Faces do medo! (Parte 1)


Sinto uma pressão no peito,
O coração aperta,
A respiração enfraquece,
Um frio na barriga,
E um calafrio subindo pela coluna,
O corpo arrepia,
E logo abro os olhos,
Mesmo sem um ponto de iluminação qualquer,
O que vejo me espanta,
Me da medo,
Me causa pavor,
A escuridão me asfixia,
Vejo,
Ao abrir os olhos,
O que ninguém veria,
Vejo o medo materializado,
Vejo o desespero em cores e ao vivo,
Vejo meus piores pesadelos saindo da minha mente,
Sinto vontade de chorar ou de correr,
Mas não faço nenhum dos dois.
Sinto necessidade de acender a luz,
E bato a mão no interruptor do abajur,
A luz me acalma,
O que me salva,
Como a mão de um amigo em meu ombro,
Como o beijo de um amor em um momento de desespero,
Como uma boa noticia depois de um choque.
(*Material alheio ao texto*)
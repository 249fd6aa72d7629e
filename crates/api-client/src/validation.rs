//! Local checks run on every request body before it is sent

use crate::error::{ApiError, ApiResult};
use crate::models::{
    Category, ChangePasswordRequest, CreateEventRequest, EventRegistrationRequest,
    ForgotPasswordRequest, LoginRequest, RegisterRequest, ResetPasswordRequest, VerifyOtpRequest,
};
use eventmanager_core::validation::{ValidationResult, Validator};

/// Shortest accepted password
pub const MIN_PASSWORD_LENGTH: usize = 6;

/// Digits in a password-reset code
pub const OTP_LENGTH: usize = 6;

const PASSWORD_MISMATCH: &str = "Passwords do not match";

/// Request bodies that can be checked before sending
pub trait Validate {
    /// Collect every problem with the request
    fn check(&self) -> ValidationResult;

    /// `Ok` when there are no problems, else one `ApiError::Validation`
    /// listing all of them
    fn validate(&self) -> ApiResult<()> {
        let result = self.check();
        if result.is_valid() {
            Ok(())
        } else {
            Err(ApiError::validation(result.summary()))
        }
    }
}

impl Validate for LoginRequest {
    fn check(&self) -> ValidationResult {
        Validator::new()
            .required("email", &self.email)
            .email("email", &self.email)
            .required("password", &self.password)
            .validate()
    }
}

impl Validate for RegisterRequest {
    fn check(&self) -> ValidationResult {
        Validator::new()
            .required("name", &self.name)
            .required("email", &self.email)
            .email("email", &self.email)
            .required("password", &self.password)
            .min_length("password", &self.password, MIN_PASSWORD_LENGTH)
            .required("confirm_password", &self.confirm_password)
            .equals("confirm_password", &self.confirm_password, &self.password, PASSWORD_MISMATCH)
            .validate()
    }
}

impl Validate for ForgotPasswordRequest {
    fn check(&self) -> ValidationResult {
        Validator::new()
            .required("email", &self.email)
            .email("email", &self.email)
            .validate()
    }
}

impl Validate for VerifyOtpRequest {
    fn check(&self) -> ValidationResult {
        Validator::new()
            .required("email", &self.email)
            .email("email", &self.email)
            .digits("otp", &self.otp, OTP_LENGTH)
            .validate()
    }
}

impl Validate for ResetPasswordRequest {
    fn check(&self) -> ValidationResult {
        Validator::new()
            .required("email", &self.email)
            .email("email", &self.email)
            .digits("otp", &self.otp, OTP_LENGTH)
            .required("new_password", &self.new_password)
            .min_length("new_password", &self.new_password, MIN_PASSWORD_LENGTH)
            .equals(
                "confirm_password",
                &self.confirm_password,
                &self.new_password,
                PASSWORD_MISMATCH,
            )
            .validate()
    }
}

impl Validate for ChangePasswordRequest {
    fn check(&self) -> ValidationResult {
        Validator::new()
            .required("old_password", &self.old_password)
            .required("new_password", &self.new_password)
            .min_length("new_password", &self.new_password, MIN_PASSWORD_LENGTH)
            .required("confirm_password", &self.confirm_password)
            .equals(
                "confirm_password",
                &self.confirm_password,
                &self.new_password,
                PASSWORD_MISMATCH,
            )
            .validate()
    }
}

impl Validate for CreateEventRequest {
    fn check(&self) -> ValidationResult {
        let mut validator = Validator::new()
            .required("title", &self.title)
            .max_length("title", &self.title, 200)
            .required("description", &self.description)
            .required("date", &self.date)
            .date("date", &self.date)
            .required("time", &self.time)
            .time("time", &self.time)
            .required("location", &self.location)
            .max_length("location", &self.location, 200)
            .required("category", &self.category)
            .range("max_participants", self.max_participants, 1, i64::from(i32::MAX));

        if !self.category.trim().is_empty() {
            validator =
                validator.one_of_ignore_case("category", &self.category, &Category::names());
        }

        validator.validate()
    }
}

impl CreateEventRequest {
    /// Copy with trimmed fields and a lowercase category
    #[must_use]
    pub fn normalized(&self) -> Self {
        Self {
            title: self.title.trim().to_string(),
            description: self.description.trim().to_string(),
            date: self.date.trim().to_string(),
            time: self.time.trim().to_string(),
            location: self.location.trim().to_string(),
            category: self.category.trim().to_lowercase(),
            max_participants: self.max_participants,
        }
    }
}

impl Validate for EventRegistrationRequest {
    fn check(&self) -> ValidationResult {
        Validator::new()
            .required("name", &self.name)
            .required("email", &self.email)
            .email("email", &self.email)
            .required("phone", &self.phone)
            .max_length("phone", &self.phone, 20)
            .required("student_id", &self.student_id)
            .max_length("student_id", &self.student_id, 50)
            .validate()
    }
}

#[cfg(test)]
mod tests {
    use super::*;

    fn event() -> CreateEventRequest {
        CreateEventRequest {
            title: "Career Fair".to_string(),
            description: "Meet employers".to_string(),
            date: "2025-12-15".to_string(),
            time: "10:00".to_string(),
            location: "Main Hall".to_string(),
            category: "Academic".to_string(),
            ..CreateEventRequest::default()
        }
    }

    #[test]
    fn test_register_collects_all_errors() {
        let request = RegisterRequest {
            email: "not-an-email".to_string(),
            name: String::new(),
            password: "abc".to_string(),
            confirm_password: "abd".to_string(),
            role: None,
        };
        let result = request.check();
        assert!(result.has_error("name"));
        assert!(result.has_error("email"));
        assert!(result.has_error("password"));
        assert!(result.has_error("confirm_password"));
        assert!(matches!(request.validate(), Err(ApiError::Validation(_))));
    }

    #[test]
    fn test_login_ok() {
        let request = LoginRequest {
            email: "ali@uni.edu".to_string(),
            password: "x".to_string(),
            role: crate::models::Role::Student,
        };
        assert!(request.validate().is_ok());
    }

    #[test]
    fn test_otp_must_be_six_digits() {
        let request = VerifyOtpRequest {
            email: "ali@uni.edu".to_string(),
            otp: "12345".to_string(),
        };
        assert!(request.check().has_error("otp"));
    }

    #[test]
    fn test_reset_password_mismatch() {
        let request = ResetPasswordRequest {
            email: "ali@uni.edu".to_string(),
            otp: "123456".to_string(),
            new_password: "secret1".to_string(),
            confirm_password: "secret2".to_string(),
        };
        let err = request.validate().unwrap_err();
        assert!(err.to_string().contains("Passwords do not match"));
    }

    #[test]
    fn test_event_valid_and_normalized() {
        let request = event();
        assert!(request.validate().is_ok());
        assert_eq!(request.normalized().category, "academic");
    }

    #[test]
    fn test_event_bad_fields() {
        let request = CreateEventRequest {
            date: "2025-02-30".to_string(),
            time: "7pm".to_string(),
            category: "music".to_string(),
            max_participants: 0,
            ..event()
        };
        let result = request.check();
        assert!(result.has_error("date"));
        assert!(result.has_error("time"));
        assert!(result.has_error("category"));
        assert!(result.has_error("max_participants"));
        assert_eq!(result.errors().len(), 4);
    }

    #[test]
    fn test_event_registration_requires_details() {
        let request = EventRegistrationRequest {
            name: "Sara".to_string(),
            email: "sara@uni.edu".to_string(),
            phone: " ".to_string(),
            student_id: String::new(),
        };
        let result = request.check();
        assert!(result.has_error("phone"));
        assert!(result.has_error("student_id"));
        assert!(!result.has_error("email"));
    }
}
Mas logo meu sono começa a me pegar,
Minhas pálpebras vão cerrando,
Minha visão começa a escurecer,
Medo de dormir ainda tenho,
Mas não aguento segurar,
E me vejo em outro lugar.
Acompanhado de alguém especial,
Em um jardim verde,
E com o agradável cheiro das flores.
Me sinto feliz,
E sei que minha luz do abajur ainda esta acesa,
Pois esse jardim,
É iluminado por ela.
Se a escuridão se fizesse sobre minha viagem,
A pessoa amada seria transformada em monstro,
O cheiro de flores seria coberto por podridão,
E o verde seria tomado pelo negro.
Mas por sorte,
Uma noite a mais consigo dormir.
Por sorte,
Uma noite a mais pude ver o belo rosto da minha querida,
Sem a distração de uma mente perturbada.
Com a certeza de que amanhã reviverei tudo,
E o abajur permanecerá aceso para iluminar meu caminho.